Go through each line of the records below and count those with the word "types". Give only the count.

***** Study material

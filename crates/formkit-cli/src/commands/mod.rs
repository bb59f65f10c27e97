//! Built-in management commands.
//!
//! Each command implements the
//! [`ManagementCommand`](crate::command::ManagementCommand) trait and works on
//! a schema chosen by [`resolve_schema`].

pub mod check;
pub mod render;
pub mod submit;

pub use check::CheckCommand;
pub use render::RenderCommand;
pub use submit::SubmitCommand;

use std::io::Write;

use formkit_core::{FormkitError, Settings};
use formkit_forms::{example_schema, Schema};

use crate::command::CommandRegistry;

/// Registers all built-in management commands into the given registry.
pub fn register_builtin_commands(registry: &mut CommandRegistry) {
    registry.register(Box::new(RenderCommand));
    registry.register(Box::new(SubmitCommand));
    registry.register(Box::new(CheckCommand));
}

/// Writes `text` and a newline to stdout. A closed pipe surfaces as
/// [`FormkitError::IoError`] rather than a panic.
pub fn emit(text: &str) -> Result<(), FormkitError> {
    let mut out = std::io::stdout().lock();
    writeln!(out, "{text}")?;
    out.flush()?;
    Ok(())
}

/// The `--schema PATH` argument shared by the built-in commands.
pub fn schema_arg() -> clap::Arg {
    clap::Arg::new("schema")
        .long("schema")
        .short('s')
        .value_name("PATH")
        .help("Schema document (JSON or TOML); defaults to the example schema")
}

/// Picks the schema for a command: `--schema`, then `settings.schema_path`,
/// then the built-in example schema.
pub fn resolve_schema(
    matches: &clap::ArgMatches,
    settings: &Settings,
) -> Result<Schema, FormkitError> {
    if let Some(path) = matches.get_one::<String>("schema") {
        tracing::debug!(path = %path, "loading schema from argument");
        return Schema::from_file(path);
    }
    if let Some(path) = &settings.schema_path {
        tracing::debug!(path = %path.display(), "loading schema from settings");
        return Schema::from_file(path);
    }
    Ok(example_schema())
}
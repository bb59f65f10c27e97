//! # formkit-core
//!
//! Core types, settings, and error types for the formkit workspace.
//! This crate has no dependency on the form layer and provides the foundation
//! for the other crates.
//!
//! ## Modules
//!
//! - [`error`] - Error types and result aliases
//! - [`settings`] - Runtime configuration with defaults
//! - [`settings_loader`] - Loading settings from TOML/JSON files and the environment
//! - [`logging`] - Tracing-based logging integration
//! - [`utils`] - Text helpers (HTML escaping, id generation)

pub mod error;
pub mod logging;
pub mod settings;
pub mod settings_loader;
pub mod utils;

// Re-export the most commonly used types at the crate root.
pub use error::{FormkitError, FormkitResult};
pub use settings::Settings;
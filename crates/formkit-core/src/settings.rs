//! Settings for the formkit tooling.
//!
//! [`Settings`] holds runtime configuration with sensible defaults. Every
//! field has a default, so a settings file only needs to name what it changes
//! (see [`settings_loader`](crate::settings_loader)).

use std::collections::HashMap;
use std::path::PathBuf;

use serde::{Deserialize, Serialize};

/// The complete set of runtime settings.
///
/// # Examples
///
/// ```
/// use formkit_core::settings::Settings;
///
/// let settings = Settings::default();
/// assert!(settings.debug);
/// assert_eq!(settings.submit_label, "Submit");
/// assert!(settings.schema_path.is_none());
/// ```
#[derive(Debug, Clone, Serialize, Deserialize)]
#[serde(default)]
pub struct Settings {
    // ── Core ─────────────────────────────────────────────────────────

    /// Whether debug mode is enabled (pretty logs instead of JSON).
    pub debug: bool,

    // ── Logging ──────────────────────────────────────────────────────

    /// The log filter (e.g. "info", "debug", "formkit_forms=trace").
    pub log_level: String,

    // ── Form ─────────────────────────────────────────────────────────

    /// Path to a schema document. `None` selects the built-in example schema.
    pub schema_path: Option<PathBuf>,
    /// Caption of the submit control.
    pub submit_label: String,
    /// The `id` attribute of the rendered `<form>` element.
    pub form_id: String,
    /// The `<h1>` text of a full page render.
    pub page_heading: String,

    // ── Escape hatch ─────────────────────────────────────────────────

    /// Custom settings that don't fit into the above categories.
    pub extra: HashMap<String, serde_json::Value>,
}

impl Default for Settings {
    fn default() -> Self {
        Self {
            debug: true,
            log_level: "info".to_string(),
            schema_path: None,
            submit_label: "Submit".to_string(),
            form_id: "formkit-form".to_string(),
            page_heading: "Dynamic Form Example".to_string(),
            extra: HashMap::new(),
        }
    }
}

**********

=== Response to this task ===
3